However, if Hornby really saw the steam market declining overall, they'd be rebalancing away from it. Any change in the relative proportions of steam vs non-steam announcements tomorrow will therefore be interesting.

I'm sure most manufacturers meet in dark rooms to discuss the same matters regularly!

 

Of all the amazing steam image layouts I drool over, from a safe distance, most of them are set from the 1920s to pre Beeching. This was obviously during the boom times for British railways and when almost every village had a station! Of course very evocative and gives many options to model with so many companies, liveries etc. but only a relatively short period in time.

 

However if you look at the ACs, for example they have been plying their trade since the wires went up properly in the 1960s with many still around today.

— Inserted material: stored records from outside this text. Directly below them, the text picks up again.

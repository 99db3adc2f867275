use serde::{Deserialize, Serialize};

/// Reason reported by the endpoint for ending a completion.
#[derive(Debug, Clone, Copy, PartialEq, Eq, Serialize, Deserialize)]
#[serde(rename_all = "snake_case")]
pub enum FinishReason {
    Stop,
    Length,
    ContentFilter,
}

impl FinishReason {
    pub fn parse(value: &str) -> Option<Self> {
        Some(match value {
            "stop" => Self::Stop,
            "length" => Self::Length,
            "content_filter" => Self::ContentFilter,
            _ => return None,
        })
    }

    pub fn as_str(&self) -> &'static str {
        match self {
            Self::Stop => "stop",
            Self::Length => "length",
            Self::ContentFilter => "content_filter",
        }
    }
}

/// Stream event emitted by the SSE parser after normalization.
#[derive(Debug, Clone, PartialEq, Eq)]
pub enum CompletionStreamEvent {
    /// One `choices[0].delta.content` fragment.
    ContentDelta { delta: String },
    /// A non-null `choices[0].finish_reason`; terminates the completion.
    Completed { finish_reason: Option<FinishReason> },
    /// An in-stream `{"error": ...}` payload.
    Error {
        code: Option<String>,
        message: Option<String>,
    },
}

impl CompletionStreamEvent {
    /// Returns true when this event terminates the completion lifecycle.
    #[must_use]
    pub fn is_terminal(&self) -> bool {
        matches!(self, Self::Completed { .. } | Self::Error { .. })
    }
}

#[cfg(test)]
mod tests {
    use super::{CompletionStreamEvent, FinishReason};

    #[test]
    fn finish_reason_round_trips_known_values() {
        for reason in [
            FinishReason::Stop,
            FinishReason::Length,
            FinishReason::ContentFilter,
        ] {
            assert_eq!(FinishReason::parse(reason.as_str()), Some(reason));
        }
        assert_eq!(FinishReason::parse("tool_calls"), None);
    }

    #[test]
    fn terminal_detection_matches_lifecycle() {
        assert!(!CompletionStreamEvent::ContentDelta {
            delta: "hi".to_string(),
        }
        .is_terminal());
        assert!(CompletionStreamEvent::Completed {
            finish_reason: Some(FinishReason::Stop),
        }
        .is_terminal());
        assert!(CompletionStreamEvent::Error {
            code: None,
            message: Some("boom".to_string()),
        }
        .is_terminal());
    }
}
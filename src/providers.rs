//! Provider bootstrap: maps user settings to a `ChatProvider`.
//!
//! `ARBOR_PROVIDER=mock` selects the deterministic mock provider for
//! offline runs and tests; anything else (including unset) uses the
//! chat-completions transport configured by the settings file.

use chat_provider::{ChatProvider, ProviderInitError};
use chat_provider_completions_api::{CompletionsApiProvider, CompletionsProviderConfig};
use chat_provider_mock::{MockChatProvider, MOCK_PROVIDER_ID};
use chat_store::Settings;

pub const PROVIDER_ENV_VAR: &str = "ARBOR_PROVIDER";

pub fn provider_from_settings(
    settings: &Settings,
) -> Result<Box<dyn ChatProvider>, ProviderInitError> {
    let provider_id = std::env::var(PROVIDER_ENV_VAR)
        .ok()
        .map(|value| value.trim().to_string())
        .filter(|value| !value.is_empty());

    if provider_id.as_deref() == Some(MOCK_PROVIDER_ID) {
        return Ok(Box::new(MockChatProvider::default()));
    }

    let config = CompletionsProviderConfig::new(settings.api_key.clone(), settings.model.clone())
        .with_base_url(settings.url.clone())
        .with_temperature(settings.temperature)
        .with_frequency_penalty(settings.frequency_penalty)
        .with_presence_penalty(settings.presence_penalty);

    let provider = CompletionsApiProvider::new(config)?;
    tracing::info!(
        model = %settings.model,
        url = %settings.url,
        "connected chat-completions provider"
    );
    Ok(Box::new(provider))
}
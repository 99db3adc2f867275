/// Default base URL for chat-completions requests.
pub const DEFAULT_BASE_URL: &str = "https://api.deepseek.com";

/// Normalize a base URL to a chat-completions endpoint.
///
/// Normalization rules:
/// 1) keep `/chat/completions` unchanged
/// 2) append `/completions` when the path ends in `/chat`
/// 3) append `/chat/completions` otherwise (bare hosts and `/v1` bases)
pub fn normalize_completions_url(input: &str) -> String {
    let base = if input.trim().is_empty() {
        DEFAULT_BASE_URL
    } else {
        input.trim()
    };

    let trimmed = base.trim_end_matches('/');
    if trimmed.ends_with("/chat/completions") {
        return trimmed.to_string();
    }
    if trimmed.ends_with("/chat") {
        return format!("{trimmed}/completions");
    }
    format!("{trimmed}/chat/completions")
}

They have hauled almost everything in almost every livery from late LMS stock to MK3s. Same to a certain extent for the 45's, 47's 50's. How many steam locos stayed in full service for 30 years or longer?

 

This is why I model TOPs period, once you have, for example a full blue grey HST set you can be anywhere you want, you can build Cornwall, the Midlands or the North and can run one. I often gaze in wonder at those fantastic steam based layouts mischievously wishing to see a full seven coach screaming Paxman set whizz past "Little Twee" village station (on a diversion of course!)

 

This is a huge period of time for people to get interested in Diesel or Electric modelling, almost 60 years now so I hope they don't overlook us too much!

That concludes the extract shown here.